De lo hondo del sótano, llegaron unos agudos maullidos desesperados. Blanca avanzó cautelosa, mirando en todas direcciones y, con el corazón encogido, escuchó aquellos finos lamidos. Debajo de un radiador, sobre la grava, cinco gatitos ciegos, de distintos colores, giraban las cabecitas buscando aire, llamando sin parar a su madre. Blanca, tras olerlos, comprendió que María llevaba mucho sin aparecer al menos tres días, y los pequeños estaban muertos de hambre…

Conteniendo las lágrimas, Blanca, con todo el cuidado y la insistencia necesarias, llevó a cada cachorro hasta el portal del edificio. Intentando controlar la inquieta y llorona camada, se tumbó junto a ellos y, preocupada, miró hacia el fondo del patio esperando que papá y mamá aparecieran.

Pablo, que recogía a Carmen del trabajo en silencio, la acompañó hasta casa. Al llegar al portal, se quedaron de piedra; en el escalón estaba su Blanca (que, por cierto, jamás había salido sola a la calle), y cinco cachorritos de todos los colores intentaban mamar de ella, maullando quedo.

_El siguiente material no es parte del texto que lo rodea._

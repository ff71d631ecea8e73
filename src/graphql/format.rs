//! Production error shaping.
//!
//! # Responsibilities
//! - Pass errors through verbatim outside production
//! - Flatten unclassified errors to a generic INTERNAL_SERVER_ERROR
//! - Allowlist the extension fields each domain code may expose
//!
//! # Design Decisions
//! - Shaping is a rewrite of `Response.errors` after execution; resolvers
//!   and rules never know which mode the process runs in
//! - Location and path metadata survive flattening (clients need them for
//!   error mapping); messages and foreign extensions do not
//! - An unknown-but-coded error keeps its message and exposes only `{code}`

use async_graphql::{ErrorExtensionValues, ServerError, Value};

/// Generic replacement for unclassified errors in production.
const INTERNAL_CODE: &str = "INTERNAL_SERVER_ERROR";
const INTERNAL_MESSAGE: &str = "Internal server error";

/// Extension fields each domain code is allowed to expose in production.
/// Codes absent from this table expose `code` only.
const EXTENSION_ALLOWLIST: &[(&str, &[&str])] = &[
    ("QUERY_TOO_DEEP", &["depth", "maxDepth"]),
    ("QUERY_TOO_COMPLEX", &["fieldCount", "maxFields"]),
    ("TOO_MANY_OPERATIONS", &["operationCount", "maxOperations"]),
    ("QUERY_TOO_LARGE", &["queryLength", "maxQueryLength"]),
    ("UPSTREAM_ERROR", &["status"]),
    ("UPSTREAM_RESPONSE_TOO_LARGE", &["maxResponseBytes"]),
    ("UPSTREAM_TIMEOUT", &["timeoutMs"]),
];

/// Rewrite execution errors for the wire.
///
/// Outside production everything passes through verbatim for debuggability.
pub fn shape_errors(errors: &mut [ServerError], production: bool) {
    if !production {
        return;
    }
    for error in errors.iter_mut() {
        match error_code(error) {
            Some(code) => allowlist_extensions(error, &code),
            None => flatten(error),
        }
    }
}

fn error_code(error: &ServerError) -> Option<String> {
    error
        .extensions
        .as_ref()
        .and_then(|ext| ext.get("code"))
        .and_then(|value| match value {
            Value::String(code) => Some(code.clone()),
            _ => None,
        })
}

/// Replace an unclassified error with the generic internal error, keeping
/// only protocol-required location/path metadata.
fn flatten(error: &mut ServerError) {
    error.message = INTERNAL_MESSAGE.to_string();
    let mut ext = ErrorExtensionValues::default();
    ext.set("code", INTERNAL_CODE);
    error.extensions = Some(ext);
}

/// Keep the message; restrict extensions to the fields declared safe for
/// this code.
fn allowlist_extensions(error: &mut ServerError, code: &str) {
    let allowed: &[&str] = EXTENSION_ALLOWLIST
        .iter()
        .find(|(c, _)| *c == code)
        .map(|(_, fields)| *fields)
        .unwrap_or(&[]);

    let mut shaped = ErrorExtensionValues::default();
    shaped.set("code", code);
    if let Some(existing) = &error.extensions {
        for field in allowed {
            if let Some(value) = existing.get(field) {
                shaped.set(*field, value.clone());
            }
        }
    }
    error.extensions = Some(shaped);
}

#[cfg(test)]
mod tests {
    use super::*;

    fn coded_error(code: &str, fields: &[(&str, u64)]) -> ServerError {
        let mut ext = ErrorExtensionValues::default();
        ext.set("code", code);
        for (name, value) in fields {
            ext.set(*name, *value);
        }
        let mut error = ServerError::new("boom with internal detail", None);
        error.extensions = Some(ext);
        error
    }

    fn get(error: &ServerError, name: &str) -> Option<Value> {
        error.extensions.as_ref().and_then(|e| e.get(name)).cloned()
    }

    #[test]
    fn non_production_passes_everything_through() {
        let mut errors = vec![ServerError::new("secret detail", None)];
        shape_errors(&mut errors, false);
        assert_eq!(errors[0].message, "secret detail");
        assert!(errors[0].extensions.is_none());
    }

    #[test]
    fn unclassified_error_flattens_in_production() {
        let mut errors = vec![ServerError::new("panicked at src/internal.rs:42", None)];
        shape_errors(&mut errors, true);
        assert_eq!(errors[0].message, "Internal server error");
        assert_eq!(get(&errors[0], "code"), Some(Value::from(INTERNAL_CODE)));
    }

    #[test]
    fn domain_error_keeps_message_and_allowed_fields() {
        let mut errors = vec![coded_error(
            "QUERY_TOO_DEEP",
            &[("depth", 12), ("maxDepth", 10), ("internalHint", 7)],
        )];
        shape_errors(&mut errors, true);
        assert_eq!(errors[0].message, "boom with internal detail");
        assert_eq!(get(&errors[0], "depth"), Some(Value::from(12u64)));
        assert_eq!(get(&errors[0], "maxDepth"), Some(Value::from(10u64)));
        assert_eq!(get(&errors[0], "internalHint"), None);
    }

    #[test]
    fn upstream_error_exposes_status_only() {
        let mut errors = vec![coded_error("UPSTREAM_ERROR", &[("status", 502)])];
        shape_errors(&mut errors, true);
        assert_eq!(get(&errors[0], "status"), Some(Value::from(502u64)));
    }

    #[test]
    fn unknown_code_exposes_code_only() {
        let mut errors = vec![coded_error("UPSTREAM_FETCH_FAILED", &[("detail", 1)])];
        shape_errors(&mut errors, true);
        assert_eq!(errors[0].message, "boom with internal detail");
        assert_eq!(
            get(&errors[0], "code"),
            Some(Value::from("UPSTREAM_FETCH_FAILED"))
        );
        assert_eq!(get(&errors[0], "detail"), None);
    }
}
//! Observability subsystem.
//!
//! # Responsibilities
//! - Structured logging via `tracing` (initialized in main)
//! - Counters and latency histograms via the `metrics` facade
//! - Prometheus exposition on a dedicated address when enabled
//!
//! # Design Decisions
//! - Log fields carry the request id and error code, never payloads
//! - Metric labels are low-cardinality (status class, error code)

pub mod metrics;
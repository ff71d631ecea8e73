//! Pluggable complexity-limit validation rules.
//!
//! Three independent extensions, each re-deriving [`DocumentStats`] after
//! parsing and failing the request before execution when its limit is
//! exceeded. An over-limit query never reaches a resolver.

use std::sync::Arc;

use async_graphql::extensions::{Extension, ExtensionContext, ExtensionFactory, NextParseQuery};
use async_graphql::parser::types::ExecutableDocument;
use async_graphql::{ErrorExtensionValues, ServerError, ServerResult, Variables};

use crate::graphql::complexity::document_stats;

fn limit_error(
    message: String,
    code: &'static str,
    fields: &[(&'static str, usize)],
) -> ServerError {
    let mut ext = ErrorExtensionValues::default();
    ext.set("code", code);
    for (name, value) in fields {
        ext.set(*name, *value as u64);
    }
    let mut error = ServerError::new(message, None);
    error.extensions = Some(ext);
    error
}

/// Rejects documents whose selection depth exceeds the configured maximum.
pub struct DepthLimit {
    pub max_depth: usize,
}

impl ExtensionFactory for DepthLimit {
    fn create(&self) -> Arc<dyn Extension> {
        Arc::new(DepthLimitExtension {
            max_depth: self.max_depth,
        })
    }
}

struct DepthLimitExtension {
    max_depth: usize,
}

#[async_trait::async_trait]
impl Extension for DepthLimitExtension {
    async fn parse_query(
        &self,
        ctx: &ExtensionContext<'_>,
        query: &str,
        variables: &Variables,
        next: NextParseQuery<'_>,
    ) -> ServerResult<ExecutableDocument> {
        let doc = next.run(ctx, query, variables).await?;
        let stats = document_stats(&doc);
        if stats.depth > self.max_depth {
            tracing::warn!(depth = stats.depth, max_depth = self.max_depth, "Query too deep");
            return Err(limit_error(
                format!(
                    "query depth {} exceeds maximum allowed depth {}",
                    stats.depth, self.max_depth
                ),
                "QUERY_TOO_DEEP",
                &[("depth", stats.depth), ("maxDepth", self.max_depth)],
            ));
        }
        Ok(doc)
    }
}

/// Rejects documents whose total field count exceeds the configured maximum.
pub struct FieldLimit {
    pub max_fields: usize,
}

impl ExtensionFactory for FieldLimit {
    fn create(&self) -> Arc<dyn Extension> {
        Arc::new(FieldLimitExtension {
            max_fields: self.max_fields,
        })
    }
}

struct FieldLimitExtension {
    max_fields: usize,
}

#[async_trait::async_trait]
impl Extension for FieldLimitExtension {
    async fn parse_query(
        &self,
        ctx: &ExtensionContext<'_>,
        query: &str,
        variables: &Variables,
        next: NextParseQuery<'_>,
    ) -> ServerResult<ExecutableDocument> {
        let doc = next.run(ctx, query, variables).await?;
        let stats = document_stats(&doc);
        if stats.field_count > self.max_fields {
            tracing::warn!(
                field_count = stats.field_count,
                max_fields = self.max_fields,
                "Query too complex"
            );
            return Err(limit_error(
                format!(
                    "query requests {} fields, exceeding the maximum of {}",
                    stats.field_count, self.max_fields
                ),
                "QUERY_TOO_COMPLEX",
                &[("fieldCount", stats.field_count), ("maxFields", self.max_fields)],
            ));
        }
        Ok(doc)
    }
}

/// Rejects documents containing more operations than allowed.
///
/// The count covers every operation in the document as parsed, including
/// ones an `operationName` does not select.
pub struct OperationLimit {
    pub max_operations: usize,
}

impl ExtensionFactory for OperationLimit {
    fn create(&self) -> Arc<dyn Extension> {
        Arc::new(OperationLimitExtension {
            max_operations: self.max_operations,
        })
    }
}

struct OperationLimitExtension {
    max_operations: usize,
}

#[async_trait::async_trait]
impl Extension for OperationLimitExtension {
    async fn parse_query(
        &self,
        ctx: &ExtensionContext<'_>,
        query: &str,
        variables: &Variables,
        next: NextParseQuery<'_>,
    ) -> ServerResult<ExecutableDocument> {
        let doc = next.run(ctx, query, variables).await?;
        let stats = document_stats(&doc);
        if stats.operation_count > self.max_operations {
            tracing::warn!(
                operation_count = stats.operation_count,
                max_operations = self.max_operations,
                "Too many operations"
            );
            return Err(limit_error(
                format!(
                    "document contains {} operations, exceeding the maximum of {}",
                    stats.operation_count, self.max_operations
                ),
                "TOO_MANY_OPERATIONS",
                &[
                    ("operationCount", stats.operation_count),
                    ("maxOperations", self.max_operations),
                ],
            ));
        }
        Ok(doc)
    }
}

¿Pero esto qué es? balbuceó Pablo.
Es un milagro…, murmuró Carmen. Y entre los dos, cogiendo en brazos a la gata y a los pequeños, corrieron hacia el piso.

Mientras miraban a la gata, ronroneando feliz en su caja con los bebés, Pablo preguntó:
¿Y ahora qué hacemos con ellos?
Los alimentaré con biberón… Cuando crezcan, los damos, llamaré a mis amigas…, musitó Carmen.

Tres meses después, Carmen, atónita ante lo que veía, acariciaba aquella pequeña manada de gatos, mirando a ninguna parte, repitiendo una y otra vez:
No puede ser… Esto no puede estar pasando…

Esa tarde, los dos lloraron de alegría y Pablo la alzó en brazos, y no paraban de hablar ilusionados.
¡Ahora sí que la casa tiene sentido!
Sí, y a los niños les vendrá genial tanta libertad…
¡Y que corran por el jardín los gatitos!
¡Cabrán todos!
¡Te quiero mucho!
¡Y yo a ti, muchísimo!

La sabia Blanca enjugó una lágrima y comprendió que, al final, la vida siempre da segundas oportunidades a quien sabe buscar la felicidad en los pequeños milagros.